Required action.
From the records below, set down exactly the lines starting with the line that contains "let by_prefix = KeywordQuery" and going on through the line that contains "assert_eq!(languages.len(), 1);". Nothing else is wanted.

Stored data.
******
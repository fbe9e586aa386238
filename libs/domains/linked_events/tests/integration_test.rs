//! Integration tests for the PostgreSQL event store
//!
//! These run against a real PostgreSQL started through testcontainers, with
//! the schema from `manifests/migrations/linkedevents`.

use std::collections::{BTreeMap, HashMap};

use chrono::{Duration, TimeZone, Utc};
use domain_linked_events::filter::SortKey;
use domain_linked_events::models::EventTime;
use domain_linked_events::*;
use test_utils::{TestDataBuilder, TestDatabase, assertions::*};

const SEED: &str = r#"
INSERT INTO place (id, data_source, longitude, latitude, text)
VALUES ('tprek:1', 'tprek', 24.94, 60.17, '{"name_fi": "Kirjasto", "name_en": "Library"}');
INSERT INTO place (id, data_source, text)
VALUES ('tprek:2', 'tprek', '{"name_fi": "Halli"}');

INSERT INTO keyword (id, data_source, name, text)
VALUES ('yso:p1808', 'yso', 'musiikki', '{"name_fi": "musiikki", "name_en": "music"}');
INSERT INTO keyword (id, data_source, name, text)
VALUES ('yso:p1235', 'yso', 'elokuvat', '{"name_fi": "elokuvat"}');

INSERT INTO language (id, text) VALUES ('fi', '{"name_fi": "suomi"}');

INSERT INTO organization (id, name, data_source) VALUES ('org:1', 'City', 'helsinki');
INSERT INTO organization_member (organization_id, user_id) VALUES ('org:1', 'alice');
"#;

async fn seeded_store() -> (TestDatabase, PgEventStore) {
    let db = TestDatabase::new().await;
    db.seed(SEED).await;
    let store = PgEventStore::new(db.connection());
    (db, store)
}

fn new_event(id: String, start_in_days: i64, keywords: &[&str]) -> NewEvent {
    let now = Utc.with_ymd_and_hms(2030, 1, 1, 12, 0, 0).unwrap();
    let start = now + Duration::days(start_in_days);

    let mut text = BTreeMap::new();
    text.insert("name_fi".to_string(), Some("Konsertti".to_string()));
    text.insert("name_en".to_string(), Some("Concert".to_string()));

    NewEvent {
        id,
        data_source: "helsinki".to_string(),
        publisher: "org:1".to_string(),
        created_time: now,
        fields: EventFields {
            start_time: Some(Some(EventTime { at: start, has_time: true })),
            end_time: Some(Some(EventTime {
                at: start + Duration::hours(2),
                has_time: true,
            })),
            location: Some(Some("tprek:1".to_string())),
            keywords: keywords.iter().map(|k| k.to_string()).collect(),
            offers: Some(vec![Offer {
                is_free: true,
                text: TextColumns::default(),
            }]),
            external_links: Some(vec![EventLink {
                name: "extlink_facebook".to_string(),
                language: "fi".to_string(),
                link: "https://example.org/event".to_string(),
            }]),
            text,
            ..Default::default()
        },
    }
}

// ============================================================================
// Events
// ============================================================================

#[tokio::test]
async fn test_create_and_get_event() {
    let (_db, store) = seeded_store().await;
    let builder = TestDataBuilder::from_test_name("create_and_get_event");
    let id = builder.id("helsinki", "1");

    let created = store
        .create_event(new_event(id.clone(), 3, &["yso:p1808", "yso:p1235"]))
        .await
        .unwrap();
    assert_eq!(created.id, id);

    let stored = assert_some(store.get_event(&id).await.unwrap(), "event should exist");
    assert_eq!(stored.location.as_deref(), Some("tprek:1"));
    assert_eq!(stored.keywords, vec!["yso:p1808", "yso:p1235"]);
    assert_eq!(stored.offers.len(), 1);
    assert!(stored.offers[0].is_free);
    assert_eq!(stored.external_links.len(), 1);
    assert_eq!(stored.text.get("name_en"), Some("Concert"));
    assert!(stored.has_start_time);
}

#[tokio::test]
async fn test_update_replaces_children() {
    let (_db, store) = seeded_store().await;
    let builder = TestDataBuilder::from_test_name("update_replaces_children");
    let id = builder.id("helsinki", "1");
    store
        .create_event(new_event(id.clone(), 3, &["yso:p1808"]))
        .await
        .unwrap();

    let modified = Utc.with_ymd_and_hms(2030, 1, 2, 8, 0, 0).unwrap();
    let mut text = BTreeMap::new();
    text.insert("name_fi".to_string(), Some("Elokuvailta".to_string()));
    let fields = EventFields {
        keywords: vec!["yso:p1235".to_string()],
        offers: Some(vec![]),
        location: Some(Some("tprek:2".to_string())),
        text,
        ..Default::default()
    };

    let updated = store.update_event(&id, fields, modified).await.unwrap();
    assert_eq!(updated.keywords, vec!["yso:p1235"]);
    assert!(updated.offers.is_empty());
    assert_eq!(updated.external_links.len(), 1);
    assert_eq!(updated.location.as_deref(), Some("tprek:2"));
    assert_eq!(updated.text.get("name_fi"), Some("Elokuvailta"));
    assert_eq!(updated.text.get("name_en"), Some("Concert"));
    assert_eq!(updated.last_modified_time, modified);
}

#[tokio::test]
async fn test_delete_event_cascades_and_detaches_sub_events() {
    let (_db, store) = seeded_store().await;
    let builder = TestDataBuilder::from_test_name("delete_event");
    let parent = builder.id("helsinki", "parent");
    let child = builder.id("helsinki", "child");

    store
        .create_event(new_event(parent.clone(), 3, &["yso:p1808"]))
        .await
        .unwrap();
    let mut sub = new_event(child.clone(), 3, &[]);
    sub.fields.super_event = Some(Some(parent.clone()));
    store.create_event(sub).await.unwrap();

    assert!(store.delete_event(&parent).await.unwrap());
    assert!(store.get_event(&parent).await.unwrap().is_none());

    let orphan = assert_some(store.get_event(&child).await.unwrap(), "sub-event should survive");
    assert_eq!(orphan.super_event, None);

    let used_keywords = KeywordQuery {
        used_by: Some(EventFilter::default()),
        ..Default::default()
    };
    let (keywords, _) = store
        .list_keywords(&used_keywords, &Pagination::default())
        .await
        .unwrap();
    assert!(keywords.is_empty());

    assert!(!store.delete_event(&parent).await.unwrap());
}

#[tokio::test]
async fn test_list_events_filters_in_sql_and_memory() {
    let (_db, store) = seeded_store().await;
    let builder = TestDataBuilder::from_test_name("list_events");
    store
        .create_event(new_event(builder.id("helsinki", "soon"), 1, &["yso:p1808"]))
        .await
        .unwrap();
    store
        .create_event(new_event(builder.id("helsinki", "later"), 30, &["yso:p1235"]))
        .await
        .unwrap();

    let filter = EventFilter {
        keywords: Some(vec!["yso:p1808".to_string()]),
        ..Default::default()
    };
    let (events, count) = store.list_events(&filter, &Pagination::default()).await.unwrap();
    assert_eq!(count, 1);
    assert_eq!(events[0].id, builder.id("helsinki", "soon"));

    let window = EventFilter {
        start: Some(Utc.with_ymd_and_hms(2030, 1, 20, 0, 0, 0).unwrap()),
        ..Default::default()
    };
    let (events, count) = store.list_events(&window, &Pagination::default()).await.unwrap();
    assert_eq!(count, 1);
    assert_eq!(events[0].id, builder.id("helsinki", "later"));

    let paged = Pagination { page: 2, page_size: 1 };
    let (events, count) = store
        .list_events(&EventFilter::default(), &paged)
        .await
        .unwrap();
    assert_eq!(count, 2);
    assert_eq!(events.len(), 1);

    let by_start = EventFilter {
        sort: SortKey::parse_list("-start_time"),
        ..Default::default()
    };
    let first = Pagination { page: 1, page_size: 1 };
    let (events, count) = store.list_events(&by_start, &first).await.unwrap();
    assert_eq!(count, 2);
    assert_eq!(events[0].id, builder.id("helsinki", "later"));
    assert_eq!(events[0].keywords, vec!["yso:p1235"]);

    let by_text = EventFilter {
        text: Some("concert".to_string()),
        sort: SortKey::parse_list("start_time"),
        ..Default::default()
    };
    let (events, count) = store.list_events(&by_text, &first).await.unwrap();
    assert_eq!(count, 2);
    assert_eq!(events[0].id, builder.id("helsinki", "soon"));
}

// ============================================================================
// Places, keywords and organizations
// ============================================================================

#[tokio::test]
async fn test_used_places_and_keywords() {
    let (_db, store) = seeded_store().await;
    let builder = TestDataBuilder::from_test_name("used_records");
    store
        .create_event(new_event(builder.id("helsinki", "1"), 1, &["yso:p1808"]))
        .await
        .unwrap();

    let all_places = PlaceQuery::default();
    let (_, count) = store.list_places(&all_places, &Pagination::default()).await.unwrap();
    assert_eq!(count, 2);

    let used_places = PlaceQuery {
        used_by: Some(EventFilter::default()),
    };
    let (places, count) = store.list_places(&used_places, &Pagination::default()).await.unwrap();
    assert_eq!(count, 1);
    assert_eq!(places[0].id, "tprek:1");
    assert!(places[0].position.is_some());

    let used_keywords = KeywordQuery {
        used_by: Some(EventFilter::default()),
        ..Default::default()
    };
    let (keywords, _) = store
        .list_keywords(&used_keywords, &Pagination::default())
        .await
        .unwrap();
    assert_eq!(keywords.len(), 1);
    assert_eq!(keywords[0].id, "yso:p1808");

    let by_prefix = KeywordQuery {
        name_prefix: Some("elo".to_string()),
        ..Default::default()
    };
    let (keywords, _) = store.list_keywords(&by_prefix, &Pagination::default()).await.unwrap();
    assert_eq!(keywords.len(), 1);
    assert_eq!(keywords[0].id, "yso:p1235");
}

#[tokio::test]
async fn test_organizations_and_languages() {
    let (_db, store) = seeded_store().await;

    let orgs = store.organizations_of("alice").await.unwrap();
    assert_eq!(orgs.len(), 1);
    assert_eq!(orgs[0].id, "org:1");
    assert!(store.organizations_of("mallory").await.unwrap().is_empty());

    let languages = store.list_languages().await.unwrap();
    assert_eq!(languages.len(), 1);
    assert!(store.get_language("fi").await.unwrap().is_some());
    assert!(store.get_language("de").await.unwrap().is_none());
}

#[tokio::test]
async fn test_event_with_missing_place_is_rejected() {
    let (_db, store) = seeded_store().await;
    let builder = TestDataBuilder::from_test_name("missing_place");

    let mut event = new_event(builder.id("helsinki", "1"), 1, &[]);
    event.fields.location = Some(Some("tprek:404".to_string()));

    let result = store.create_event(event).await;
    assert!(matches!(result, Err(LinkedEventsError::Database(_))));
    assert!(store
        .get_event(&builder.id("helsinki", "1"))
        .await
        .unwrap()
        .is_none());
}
******
Exercise solution.
    let by_prefix = KeywordQuery {
        name_prefix: Some("elo".to_string()),
        ..Default::default()
    };
    let (keywords, _) = store.list_keywords(&by_prefix, &Pagination::default()).await.unwrap();
    assert_eq!(keywords.len(), 1);
    assert_eq!(keywords[0].id, "yso:p1235");
}

#[tokio::test]
async fn test_organizations_and_languages() {
    let (_db, store) = seeded_store().await;

    let orgs = store.organizations_of("alice").await.unwrap();
    assert_eq!(orgs.len(), 1);
    assert_eq!(orgs[0].id, "org:1");
    assert!(store.organizations_of("mallory").await.unwrap().is_empty());

    let languages = store.list_languages().await.unwrap();
    assert_eq!(languages.len(), 1);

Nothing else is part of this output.